Plants rely on microscopic pores, called stomata, to regulate essential life processes. These openings facilitate gas uptake and water regulation. Control of stomatal opening and closing is important for survival.
Stomata: Plant’s Essential Pores
Stomata are specialized structures on the surface of plant leaves, typically found in greater numbers on the underside. Each stoma consists of a pore surrounded by two bean-shaped guard cells. These guard cells can change shape, controlling the stomatal opening. This allows plants to manage gas exchange, taking in carbon dioxide for photosynthesis and releasing oxygen. Stomata also facilitate transpiration, releasing water vapor into the atmosphere.
Nighttime Closure: Conserving Water
Stomata commonly close during the night in most plants. This closure serves a primary purpose: conserving water. Photosynthesis, which requires carbon dioxide uptake, relies on sunlight and does not occur in the dark. Keeping stomata open at night would lead to significant water loss through transpiration without carbon dioxide assimilation.

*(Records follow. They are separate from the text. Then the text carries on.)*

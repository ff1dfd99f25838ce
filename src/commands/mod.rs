//! Command execution
//!
//! Drains this node's pending work items from the store and advances each
//! through `pending -> in_progress -> completed | failed`. The claim is a
//! conditional update, so two agents racing on the same row execute its
//! action at most once between them. Execution itself sits behind
//! `CommandRunner`; swapping strategies does not touch the state machine.

use std::time::Duration;

use async_trait::async_trait;
use serde::Deserialize;
use tokio::process::Command as SystemCommand;
use tracing::{debug, error, info};

use crate::errors::AgentError;
use crate::store::AgentStore;

/// A work item addressed to this node, as read from the `commands` table.
/// `status` stays in the store; the agent only ever moves it forward.
#[derive(Debug, Clone, sqlx::FromRow)]
pub struct Command {
    pub id: i64,
    pub command_type: String,
    pub parameters: Option<String>,
}

/// Typed dispatch for the `command_type` column. Anything unrecognized
/// fails fast instead of being interpreted loosely.
#[derive(Debug, Clone, PartialEq, Eq)]
pub enum CommandType {
    KillProcess,
    Noop,
    Unknown(String),
}

impl From<&str> for CommandType {
    fn from(raw: &str) -> Self {
        match raw {
            "kill_process" => Self::KillProcess,
            "noop" => Self::Noop,
            other => Self::Unknown(other.to_string()),
        }
    }
}

#[derive(Debug, Deserialize)]
struct KillProcessParams {
    pid: u32,
}

/// Pluggable execution strategy for claimed commands.
#[async_trait]
pub trait CommandRunner: Send + Sync {
    async fn run(&self, command: &Command) -> Result<(), AgentError>;
}

/// Executes commands against the local system.
pub struct SystemRunner;

#[async_trait]
impl CommandRunner for SystemRunner {
    async fn run(&self, command: &Command) -> Result<(), AgentError> {
        match CommandType::from(command.command_type.as_str()) {
            CommandType::KillProcess => {
                let raw = command.parameters.as_deref().unwrap_or("{}");
                let params: KillProcessParams = serde_json::from_str(raw).map_err(|e| {
                    AgentError::Execution(format!("bad kill_process parameters {raw:?}: {e}"))
                })?;
                kill_process(params.pid).await
            }
            CommandType::Noop => {
                // connectivity probe: succeed after a short, fixed delay
                tokio::time::sleep(Duration::from_secs(2)).await;
                Ok(())
            }
            CommandType::Unknown(other) => Err(AgentError::Execution(format!(
                "unknown command type {other:?}"
            ))),
        }
    }
}

async fn kill_process(pid: u32) -> Result<(), AgentError> {
    let output = SystemCommand::new("kill")
        .arg(pid.to_string())
        .output()
        .await
        .map_err(|e| AgentError::Execution(format!("failed to run kill: {e}")))?;
    if !output.status.success() {
        return Err(AgentError::Execution(format!(
            "kill {pid} failed: {}",
            String::from_utf8_lossy(&output.stderr).trim()
        )));
    }
    info!(pid, "process killed");
    Ok(())
}

/// Drain this node's pending commands once. Store errors on one command are
/// logged and do not block the rest of the batch; a fetch error fails the
/// whole tick and is retried on the next one.
pub async fn process_commands(
    store: &dyn AgentStore,
    runner: &dyn CommandRunner,
    node: &str,
) -> Result<(), AgentError> {
    let pending = store.fetch_pending(node).await?;
    if !pending.is_empty() {
        debug!(node, count = pending.len(), "pending commands fetched");
    }
    for command in pending {
        if let Err(e) = execute_one(store, runner, &command).await {
            error!(command_id = command.id, error = %e, "command processing errored");
        }
    }
    Ok(())
}

async fn execute_one(
    store: &dyn AgentStore,
    runner: &dyn CommandRunner,
    command: &Command,
) -> Result<(), AgentError> {
    if !store.claim(command.id).await? {
        debug!(command_id = command.id, "command no longer pending, skipping");
        return Ok(());
    }
    info!(
        command_id = command.id,
        command_type = %command.command_type,
        "executing command"
    );
    match runner.run(command).await {
        Ok(()) => {
            store.complete(command.id).await?;
            info!(command_id = command.id, "command completed");
        }
        Err(e) => {
            // unrecoverable for this command: record the terminal state,
            // the error itself only lives in the log
            error!(command_id = command.id, error = %e, "command failed");
            store.fail(command.id).await?;
        }
    }
    Ok(())
}
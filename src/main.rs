//! gpu-node-agent - per-node GPU telemetry and command daemon
//!
//! Long-running agent for hosts in a shared GPU scheduler:
//! - samples device and process state via nvidia-smi on a fixed interval
//!   and upserts normalized snapshots into the shared MariaDB store
//! - polls the same store for commands addressed to this node and advances
//!   them through an explicit pending -> in_progress -> terminal lifecycle
//!
//! The two loops are independent; SIGINT/SIGTERM drains both.

mod commands;
mod config;
mod errors;
mod identity;
mod poller;
mod shutdown;
mod store;
mod telemetry;

use std::sync::Arc;

use anyhow::{Context, Result};
use tracing::{error, info};

use crate::commands::SystemRunner;
use crate::config::AgentConfig;
use crate::poller::{run_command_loop, run_telemetry_loop, AgentContext};
use crate::shutdown::Shutdown;
use crate::store::mysql::MySqlStore;
use crate::telemetry::nvidia_smi::NvidiaSmi;

#[tokio::main]
async fn main() -> Result<()> {
    dotenvy::dotenv().ok();

    let config = AgentConfig::from_env().context("Failed to load configuration")?;
    init_tracing(&config);

    // without a node identity neither telemetry attribution nor command
    // targeting is well-defined, so this aborts startup
    let node_name = identity::resolve_node_name().context("Failed to resolve node name")?;
    info!(
        node = %node_name,
        interval_secs = config.poll_interval.as_secs(),
        "gpu-node-agent starting"
    );

    let store = MySqlStore::connect(&config.database_dsn)
        .await
        .context("Failed to connect to the scheduler store")?;

    let ctx = Arc::new(AgentContext {
        node_name,
        config,
        store: Arc::new(store),
        sensor: Arc::new(NvidiaSmi),
        runner: Arc::new(SystemRunner),
    });
    let shutdown = Shutdown::new();

    let telemetry = tokio::spawn(run_telemetry_loop(ctx.clone(), shutdown.clone()));
    let commands = tokio::spawn(run_command_loop(ctx.clone(), shutdown.clone()));

    wait_for_signal().await;
    info!("shutdown signal received, draining loops");
    shutdown.trigger();

    let _ = telemetry.await;
    let _ = commands.await;
    info!("gpu-node-agent stopped");
    Ok(())
}

fn init_tracing(config: &AgentConfig) {
    let default_filter = if config.verbose {
        "gpu_node_agent=debug,info"
    } else {
        "info"
    };
    let filter = std::env::var("RUST_LOG").unwrap_or_else(|_| default_filter.to_string());
    tracing_subscriber::fmt().with_env_filter(filter).init();
}

#[cfg(unix)]
async fn wait_for_signal() {
    use tokio::signal::unix::{signal, SignalKind};

    match signal(SignalKind::terminate()) {
        Ok(mut term) => {
            tokio::select! {
                _ = tokio::signal::ctrl_c() => {}
                _ = term.recv() => {}
            }
        }
        Err(e) => {
            error!(error = %e, "failed to install SIGTERM handler, falling back to ctrl-c only");
            let _ = tokio::signal::ctrl_c().await;
        }
    }
}

#[cfg(not(unix))]
async fn wait_for_signal() {
    let _ = tokio::signal::ctrl_c().await;
}
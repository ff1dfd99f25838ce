//! Persistence against the shared scheduler store
//!
//! The store is the only resource shared by the two polling loops and the
//! sole source of truth: the agent keeps no durable local state. Device
//! rows are written with single-statement upserts so a repeated or
//! abandoned tick simply overwrites the same keys.

pub mod mysql;

#[cfg(test)]
pub(crate) mod memory;

use async_trait::async_trait;
use chrono::{DateTime, Utc};
use tracing::{debug, error};

use crate::commands::Command;
use crate::errors::AgentError;
use crate::telemetry::DeviceSnapshot;

/// Operations both loops need from the shared store.
#[async_trait]
pub trait AgentStore: Send + Sync {
    /// Insert-or-update the measurement row for one device, keyed by
    /// `(server_name, gpu_number)`. Must be a single idempotent statement,
    /// never an existence check followed by a write.
    async fn upsert_device(
        &self,
        node: &str,
        device: &DeviceSnapshot,
        observed_at: DateTime<Utc>,
    ) -> Result<(), AgentError>;

    /// Record the device's process rows for this sampling instant, keyed
    /// by `(gpu_uuid, process_id, reported_at)`.
    async fn record_processes(
        &self,
        device: &DeviceSnapshot,
        observed_at: DateTime<Utc>,
    ) -> Result<(), AgentError>;

    /// Commands addressed to this node still in `pending` state.
    async fn fetch_pending(&self, node: &str) -> Result<Vec<Command>, AgentError>;

    /// Conditional `pending -> in_progress` transition. Returns `false`
    /// when the row was no longer pending (another agent won the race).
    async fn claim(&self, command_id: i64) -> Result<bool, AgentError>;

    /// `in_progress -> completed`.
    async fn complete(&self, command_id: i64) -> Result<(), AgentError>;

    /// `in_progress -> failed`.
    async fn fail(&self, command_id: i64) -> Result<(), AgentError>;
}

/// Persist one tick's sample, best-effort per device: a failure writing one
/// device's rows is logged and does not prevent attempting the next device.
pub async fn sync_snapshot(
    store: &dyn AgentStore,
    node: &str,
    devices: &[DeviceSnapshot],
    observed_at: DateTime<Utc>,
) {
    for device in devices {
        if let Err(e) = store.upsert_device(node, device, observed_at).await {
            error!(node, device = device.index, uuid = %device.uuid, error = %e, "device upsert failed");
            continue;
        }
        if let Err(e) = store.record_processes(device, observed_at).await {
            error!(node, device = device.index, uuid = %device.uuid, error = %e, "process rows write failed");
            continue;
        }
        debug!(node, device = device.index, "device snapshot persisted");
    }
}

#[cfg(test)]
mod tests {
    use super::memory::MemoryStore;
    use super::*;
    use crate::telemetry::testing::{device, process};

    #[tokio::test]
    async fn test_upsert_twice_leaves_one_row_with_second_values() {
        let store = MemoryStore::new();
        let node = "node-a";
        let snap = device(0, "GPU-aaa", 12.0);

        store.upsert_device(node, &snap, Utc::now()).await.unwrap();

        let mut updated = snap.clone();
        updated.utilization_gpu = 97.0;
        updated.memory_used_mb = 30000;
        let second_ts = Utc::now();
        store.upsert_device(node, &updated, second_ts).await.unwrap();

        let rows = store.device_rows();
        assert_eq!(rows.len(), 1);
        let row = &rows[&(node.to_string(), 0)];
        assert_eq!(row.utilization, 97.0);
        assert_eq!(row.memory_used_mb, 30000);
        assert_eq!(row.updated_at, second_ts);
    }

    #[tokio::test]
    async fn test_sync_snapshot_isolates_device_write_failures() {
        let store = MemoryStore::new();
        store.fail_device_writes(0);

        let mut first = device(0, "GPU-aaa", 12.0);
        first.processes = vec![process(1, "alice", 100)];
        let second = device(1, "GPU-bbb", 3.0);

        sync_snapshot(&store, "node-a", &[first, second], Utc::now()).await;

        let rows = store.device_rows();
        assert_eq!(rows.len(), 1);
        assert!(rows.contains_key(&("node-a".to_string(), 1)));
        // the failing device's process rows were not written either
        assert!(store.process_rows().is_empty());
    }

    #[tokio::test]
    async fn test_sync_snapshot_writes_derived_process_utilization() {
        let store = MemoryStore::new();
        let mut snap = device(0, "GPU-aaa", 12.0);
        snap.processes = vec![process(4242, "alice", 1000)];

        sync_snapshot(&store, "node-a", &[snap], Utc::now()).await;

        let processes = store.process_rows();
        assert_eq!(processes.len(), 1);
        assert_eq!(processes[0].gpu_uuid, "GPU-aaa");
        assert_eq!(processes[0].pid, 4242);
        // 1000 / 40960 * 100, rounded to two decimals
        assert_eq!(processes[0].gpu_utilization, 2.44);
    }
}
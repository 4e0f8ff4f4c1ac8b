//! Reconciliation: compare a freshly rendered node against the one it
//! replaces and patch the host tree to match.
//!
//! One [`Reconciler`] lives for one top-level render or one queued
//! re-render. It walks the new tree depth-first, reusing old fibers where
//! type and key match, and collects instances with pending commit callbacks
//! for [`Reconciler::commit_root`].

use std::cell::RefCell;
use std::rc::Rc;

use bitflags::bitflags;

use crate::component::{Instance, RenderCallback};
use crate::context::ContextMap;
use crate::error::{ComponentError, RenderError, Thrown};
use crate::hooks::{self, RenderCx};
use crate::host::HostTree;
use crate::node::{Child, ComponentKind, ComponentType, NodeType, Rendered};
use crate::options::Options;
use crate::refs::RefValue;
use crate::scheduler::RenderQueue;
use crate::tree::{NodeId, Tree};

bitflags! {
    #[derive(Clone, Copy, Debug, PartialEq, Eq)]
    pub(crate) struct DiffMode: u8 {
        /// Adopting existing host output: props are not rewritten.
        const HYDRATE = 1 << 0;
        const SVG = 1 << 1;
    }
}

/// Pre-existing host nodes still up for adoption. Adopted entries are
/// cleared; whatever is left afterwards gets removed.
pub(crate) type Excess<N> = Option<Vec<Option<N>>>;

/// Render passes re-run inline while a component keeps dirtying itself.
const MAX_INLINE_RENDERS: usize = 25;

#[derive(Clone, Copy)]
enum OldSlot {
    Null,
    Live(NodeId),
    Consumed,
}

pub(crate) struct Reconciler<'a, H: HostTree> {
    pub(crate) tree: &'a mut Tree<H::Node>,
    pub(crate) host: &'a mut H,
    pub(crate) queue: &'a Rc<RenderQueue>,
    pub(crate) options: &'a Options,
    pub(crate) commit_queue: Vec<Rc<Instance>>,
    /// Component stack of the first error no boundary took.
    pub(crate) unhandled_stack: Option<String>,
}
use std::fmt::Debug;
use std::hash::Hash;

use crate::value::PropValue;

pub const SVG_NAMESPACE: &str = "http://www.w3.org/2000/svg";

/// The mutable output tree the reconciler patches.
///
/// Nodes are cheap handles. A handle stays valid after the node is detached;
/// `remove` on a detached node is a no-op.
pub trait HostTree: 'static {
    type Node: Clone + Eq + Hash + Debug + 'static;

    fn create_element(&mut self, tag: &str) -> Self::Node;
    fn create_element_ns(&mut self, namespace: &str, tag: &str) -> Self::Node;
    fn create_text(&mut self, text: &str) -> Self::Node;

    fn set_text(&mut self, node: &Self::Node, text: &str);
    fn text(&self, node: &Self::Node) -> Option<String>;

    /// `None` for text nodes.
    fn tag_name(&self, node: &Self::Node) -> Option<String>;

    fn is_svg(&self, _node: &Self::Node) -> bool {
        false
    }

    /// Writes a live property; `PropValue::Null` resets it.
    fn set_property(&mut self, node: &Self::Node, name: &str, value: &PropValue);
    fn property(&self, node: &Self::Node, name: &str) -> Option<PropValue>;

    fn set_attribute(&mut self, node: &Self::Node, name: &str, value: &str);
    fn remove_attribute(&mut self, node: &Self::Node, name: &str);
    fn attributes(&self, node: &Self::Node) -> Vec<(String, String)>;

    /// An empty `value` clears the declaration.
    fn set_style(&mut self, node: &Self::Node, key: &str, value: &str);
    fn set_style_text(&mut self, node: &Self::Node, css: &str);

    /// Registers interest in `event`; the host forwards occurrences to
    /// `Renderer::dispatch_event`.
    fn add_listener(&mut self, node: &Self::Node, event: &str, capture: bool);
    fn remove_listener(&mut self, node: &Self::Node, event: &str, capture: bool);

    /// Moves `child` under `parent` before `before`, appending when `None`.
    fn insert_before(&mut self, parent: &Self::Node, child: &Self::Node, before: Option<&Self::Node>);
    fn remove(&mut self, node: &Self::Node);

    fn parent(&self, node: &Self::Node) -> Option<Self::Node>;
    fn next_sibling(&self, node: &Self::Node) -> Option<Self::Node>;
    fn first_child(&self, node: &Self::Node) -> Option<Self::Node>;
    fn children(&self, node: &Self::Node) -> Vec<Self::Node>;
}
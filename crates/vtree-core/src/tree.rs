//! Rendered-node arena.
//!
//! Every node that took part in a render owns a [`Fiber`]: its vnode plus
//! what reconciliation attached to it (host node, instance, children). Parent
//! links are plain ids, so a subtree can be detached and freed without
//! reference cycles.

use std::collections::HashMap;
use std::fmt::Write as _;
use std::hash::Hash;
use std::rc::Rc;

use slotmap::{SlotMap, new_key_type};

use crate::component::Instance;
use crate::node::{NodeType, VNode};
use crate::value::EventHandler;

new_key_type! {
    pub struct NodeId;
}

pub(crate) struct Fiber<N> {
    pub(crate) vnode: VNode,
    /// Identity counter of the output this fiber holds. `None` once a render
    /// of this node failed.
    pub(crate) original: Option<u64>,
    pub(crate) parent: Option<NodeId>,
    pub(crate) depth: u32,
    /// Normalised children; `None` marks an empty slot.
    pub(crate) children: Vec<Option<NodeId>>,
    /// Own host node for elements/text, first descendant host node for
    /// components.
    pub(crate) dom: Option<N>,
    /// Insertion anchor after a component's last placed child.
    pub(crate) next_dom: Option<Option<N>>,
    pub(crate) component: Option<Rc<Instance>>,
    pub(crate) parent_dom: Option<N>,
    pub(crate) svg: bool,
    /// `Some(hydrating)` when the fiber kept server output after a failure.
    pub(crate) hydrating: Option<bool>,
    /// Children were carried over without re-rendering.
    pub(crate) reused_children: bool,
}

impl<N> Fiber<N> {
    fn new(vnode: VNode, parent: Option<NodeId>, depth: u32) -> Self {
        Fiber {
            original: Some(vnode.original()),
            vnode,
            parent,
            depth,
            children: Vec::new(),
            dom: None,
            next_dom: None,
            component: None,
            parent_dom: None,
            svg: false,
            hydrating: None,
            reused_children: false,
        }
    }

    pub(crate) fn is_component(&self) -> bool {
        matches!(self.vnode.ty(), NodeType::Component(_))
    }

    pub(crate) fn is_portal(&self) -> bool {
        self.vnode.ty().component().is_some_and(|c| c.is_portal())
    }
}

type Listeners = HashMap<(String, bool), EventHandler>;

pub(crate) struct Tree<N> {
    fibers: SlotMap<NodeId, Fiber<N>>,
    /// Handlers per host node, keyed by `(event, capture)`.
    pub(crate) listeners: HashMap<N, Listeners>,
}

impl<N: Clone + Eq + Hash> Tree<N> {
    pub(crate) fn new() -> Self {
        Tree {
            fibers: SlotMap::with_key(),
            listeners: HashMap::new(),
        }
    }

    pub(crate) fn insert(&mut self, vnode: VNode, parent: Option<NodeId>, depth: u32) -> NodeId {
        self.fibers.insert(Fiber::new(vnode, parent, depth))
    }

    /// A fresh fiber for re-rendering `id` in place.
    pub(crate) fn insert_copy(&mut self, id: NodeId) -> Option<NodeId> {
        let old = self.fibers.get(id)?;
        let mut copy = Fiber::new(old.vnode.clone(), old.parent, old.depth);
        copy.original = old.original;
        copy.parent_dom = old.parent_dom.clone();
        copy.svg = old.svg;
        copy.hydrating = old.hydrating;
        Some(self.fibers.insert(copy))
    }

    pub(crate) fn get(&self, id: NodeId) -> Option<&Fiber<N>> {
        self.fibers.get(id)
    }

    pub(crate) fn get_mut(&mut self, id: NodeId) -> Option<&mut Fiber<N>> {
        self.fibers.get_mut(id)
    }

    /// Frees one fiber. Its children must already be moved or freed.
    pub(crate) fn remove(&mut self, id: NodeId) {
        if let Some(f) = self.fibers.remove(id)
            && !f.children.is_empty()
        {
            log::trace!("freed fiber {:?} still listed {} children", id, f.children.len());
        }
    }

    pub(crate) fn len(&self) -> usize {
        self.fibers.len()
    }

    /// Moves `children` under `parent`, fixing their back links.
    pub(crate) fn adopt(&mut self, parent: NodeId, children: Vec<Option<NodeId>>) {
        for c in children.iter().flatten() {
            if let Some(f) = self.fibers.get_mut(*c) {
                f.parent = Some(parent);
            }
        }
        if let Some(p) = self.fibers.get_mut(parent) {
            p.children = children;
        }
    }

    pub(crate) fn replace_child(&mut self, parent: NodeId, old: NodeId, new: NodeId) {
        if let Some(p) = self.fibers.get_mut(parent)
            && let Some(slot) = p.children.iter_mut().find(|c| **c == Some(old))
        {
            *slot = Some(new);
        }
    }

    /// First host node after `id` in document order, not crossing its
    /// nearest element ancestor. With `from`, the search starts at that child
    /// index of `id` itself.
    pub(crate) fn dom_sibling(&self, id: NodeId, from: Option<usize>) -> Option<N> {
        let (owner, start) = match from {
            Some(i) => (id, i),
            None => {
                let parent = self.fibers.get(id)?.parent?;
                let pos = self.fibers[parent]
                    .children
                    .iter()
                    .position(|c| *c == Some(id))
                    .map_or(0, |p| p + 1);
                (parent, pos)
            }
        };

        let fiber = self.fibers.get(owner)?;
        for child in fiber.children.iter().skip(start).flatten() {
            if let Some(c) = self.fibers.get(*child)
                && !c.is_portal()
                && let Some(dom) = &c.dom
            {
                return Some(dom.clone());
            }
        }

        if fiber.is_component() && !fiber.is_portal() {
            return self.dom_sibling(owner, None);
        }
        None
    }

    /// Top-level host nodes of a subtree, in order. Portals contribute none.
    pub(crate) fn host_nodes(&self, id: NodeId) -> Vec<N> {
        let mut out = Vec::new();
        self.collect_host_nodes(id, &mut out);
        out
    }

    fn collect_host_nodes(&self, id: NodeId, out: &mut Vec<N>) {
        let Some(f) = self.fibers.get(id) else { return };
        if f.is_portal() {
            return;
        }
        if !f.is_component() {
            if let Some(d) = &f.dom {
                out.push(d.clone());
            }
            return;
        }
        for c in f.children.iter().flatten() {
            self.collect_host_nodes(*c, out);
        }
    }

    /// Recomputes `dom` for component ancestors of `id` after its first host
    /// node changed.
    pub(crate) fn update_parent_dom_pointers(&mut self, id: NodeId) {
        let mut cur = self.fibers.get(id).and_then(|f| f.parent);
        while let Some(p) = cur {
            let Some(fiber) = self.fibers.get(p) else { break };
            if !fiber.is_component() || fiber.is_portal() {
                break;
            }
            let first = fiber
                .children
                .iter()
                .flatten()
                .filter_map(|c| self.fibers.get(*c))
                .find_map(|c| c.dom.clone());
            let parent = fiber.parent;
            if let Some(f) = self.fibers.get_mut(p) {
                f.dom = first;
            }
            cur = parent;
        }
    }

    /// Component names from `id` outward.
    pub(crate) fn component_stack(&self, id: NodeId) -> String {
        let mut names = Vec::new();
        let mut cur = Some(id);
        while let Some(i) = cur {
            let Some(f) = self.fibers.get(i) else { break };
            if let Some(c) = f.vnode.ty().component()
                && !c.is_fragment()
            {
                names.push(c.name().to_string());
            }
            cur = f.parent;
        }
        names.join("\n  at ")
    }

    /// Indented outline of the subtree at `id`.
    pub(crate) fn outline(&self, id: NodeId) -> String {
        let mut out = String::new();
        self.write_outline(id, 0, &mut out);
        out
    }

    fn write_outline(&self, id: NodeId, indent: usize, out: &mut String) {
        let Some(f) = self.fibers.get(id) else { return };
        let pad = "  ".repeat(indent);
        let _ = match f.vnode.ty() {
            NodeType::Text(t) => writeln!(out, "{pad}#text {t:?}"),
            NodeType::Element(tag) => match f.vnode.key() {
                Some(k) => writeln!(out, "{pad}<{tag} key={}>", k.as_str()),
                None => writeln!(out, "{pad}<{tag}>"),
            },
            NodeType::Component(c) => match f.vnode.key() {
                Some(k) => writeln!(out, "{pad}{} key={}", c.name(), k.as_str()),
                None => writeln!(out, "{pad}{}", c.name()),
            },
        };
        for c in f.children.iter().flatten() {
            self.write_outline(*c, indent + 1, out);
        }
    }
}

impl<N> std::ops::Index<NodeId> for Tree<N> {
    type Output = Fiber<N>;

    fn index(&self, id: NodeId) -> &Fiber<N> {
        &self.fibers[id]
    }
}

impl<N> std::ops::IndexMut<NodeId> for Tree<N> {
    fn index_mut(&mut self, id: NodeId) -> &mut Fiber<N> {
        &mut self.fibers[id]
    }
}
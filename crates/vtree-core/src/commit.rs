use crate::diff::Reconciler;
use crate::error::Thrown;
use crate::host::HostTree;
use crate::refs::{NodeRef, RefValue};
use crate::tree::NodeId;

impl<H: HostTree> Reconciler<'_, H> {
    /// Runs the render callbacks collected during the pass rooted at `root`
    /// (did_mount/did_update, layout effects, set_state callbacks), in
    /// the order instances finished diffing.
    ///
    /// A failing callback is routed to the boundaries above its instance and
    /// the remaining instances still run. The first error nobody handled is
    /// returned.
    pub(crate) fn commit_root(&mut self, root: NodeId) -> Result<(), Thrown> {
        let queue = std::mem::take(&mut self.commit_queue);
        if let Some(f) = self.tree.get(root) {
            let vnode = f.vnode.clone();
            self.options.observe(|o| o.commit(&vnode, queue.len()));
        }

        let mut unhandled = None;
        for c in queue {
            if let Err(e) = c.run_render_callbacks() {
                log::debug!("{}: commit callback failed: {e}", c.name());
                let at = c.vnode().unwrap_or(root);
                if let Err(t) = self.catch_error(Thrown::Error(e), at)
                    && unhandled.is_none()
                {
                    unhandled = Some(t);
                }
            }
        }
        match unhandled {
            Some(t) => Err(t),
            None => Ok(()),
        }
    }

    /// Points `node_ref` at `value`. A failing callback ref is routed to the
    /// boundaries above `owner`.
    pub(crate) fn apply_ref(
        &mut self,
        node_ref: &NodeRef,
        value: Option<RefValue>,
        owner: NodeId,
    ) -> Result<(), Thrown> {
        match node_ref.assign(value) {
            Ok(()) => Ok(()),
            Err(e) => self.catch_error(Thrown::Error(e), owner),
        }
    }
}
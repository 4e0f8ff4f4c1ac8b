use std::rc::Rc;

use crate::bindings::PropertyTable;
use crate::error::Thrown;
use crate::node::VNode;
use crate::scheduler::Task;
use crate::value::Event;

/// Hook points around reconciliation. Every method defaults to a no-op.
pub trait RenderObserver {
    /// A top-level `render`/`hydrate` call is starting.
    fn root_render(&self, _root: &VNode) {}
    fn diff_start(&self, _vnode: &VNode) {}
    fn diffed(&self, _vnode: &VNode) {}
    /// `callbacks` is the number of instances with queued render callbacks.
    fn commit(&self, _root: &VNode, _callbacks: usize) {}
    fn unmount(&self, _vnode: &VNode) {}
    fn event(&self, _event: &Event) {}
    /// A boundary named `boundary` absorbed `error`.
    fn caught(&self, _error: &Thrown, _boundary: &str) {}
}

/// Schedules a task on the host's event loop.
pub type Schedule = Rc<dyn Fn(Task)>;

/// Renderer configuration.
#[derive(Clone, Default)]
pub struct Options {
    pub(crate) debounce_rendering: Option<Schedule>,
    pub(crate) request_animation_frame: Option<Schedule>,
    pub(crate) observer: Option<Rc<dyn RenderObserver>>,
    pub(crate) properties: Rc<PropertyTable>,
}

impl Options {
    pub fn new() -> Self {
        Self::default()
    }

    /// Where flushes are scheduled. Without it they go to
    /// `request_animation_frame`, then to the renderer's microtask queue.
    pub fn debounce_rendering(mut self, f: impl Fn(Task) + 'static) -> Self {
        self.debounce_rendering = Some(Rc::new(f));
        self
    }

    /// Frame-aligned scheduling: passive effects always run here, flushes
    /// too unless `debounce_rendering` is set. Without it both share the
    /// microtask queue.
    pub fn request_animation_frame(mut self, f: impl Fn(Task) + 'static) -> Self {
        self.request_animation_frame = Some(Rc::new(f));
        self
    }

    pub fn observer(mut self, observer: Rc<dyn RenderObserver>) -> Self {
        self.observer = Some(observer);
        self
    }

    pub fn property_table(mut self, table: PropertyTable) -> Self {
        self.properties = Rc::new(table);
        self
    }

    pub(crate) fn observe(&self, f: impl FnOnce(&dyn RenderObserver)) {
        if let Some(o) = &self.observer {
            f(o.as_ref())
        }
    }
}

The mechanism behind this nighttime closure involves changes in the turgor pressure of the guard cells. During the day, light stimulates the uptake of ions, notably potassium ions, into the guard cells, which increases their internal water content. This influx of water causes the guard cells to swell and bow outwards, opening the stomatal pore. At night, the process reverses; potassium ions move out of the guard cells, leading to a decrease in their turgor pressure and causing them to become flaccid and close the pore.
Daytime Closure: Responding to Stress
Stomata can also close during daylight hours, typically as a protective response to environmental stressors. Conditions such as drought, high temperatures, or low humidity trigger this closure. This mechanism helps plants prevent excessive water loss, even though it reduces carbon dioxide intake for photosynthesis. Prioritizing water conservation over photosynthesis becomes necessary for survival under adverse conditions.
The plant hormone abscisic acid (ABA) signals water stress and prompts stomatal closure. When a plant experiences water deficit, ABA levels increase, acting as an internal signal to the guard cells. ABA initiates cellular events within the guard cells, including the efflux of potassium ions and other solutes, leading to a reduction in turgor pressure and stomatal closure. This response helps the plant manage water during limited availability.
The Curious Case of CAM Plants
Certain plants, known as Crassulacean Acid Metabolism (CAM) plants, exhibit a unique stomatal rhythm that deviates from the typical daytime opening and nighttime closure pattern. Examples of CAM plants include cacti, succulents, and pineapples. These plants have evolved a specialized adaptation to thrive in arid and hot environments, where water conservation is essential.
CAM plants open their stomata at night to absorb carbon dioxide from the cooler, more humid air, minimizing water loss. They then store this carbon dioxide as a four-carbon acid, typically malate, within their vacuoles. During the day, when temperatures rise and the risk of water loss is high, CAM plants close their stomata. They then release the stored carbon dioxide internally to fuel photosynthesis, enabling them to produce sugars without losing water. This reverse stomatal behavior is effective for survival in dry climates.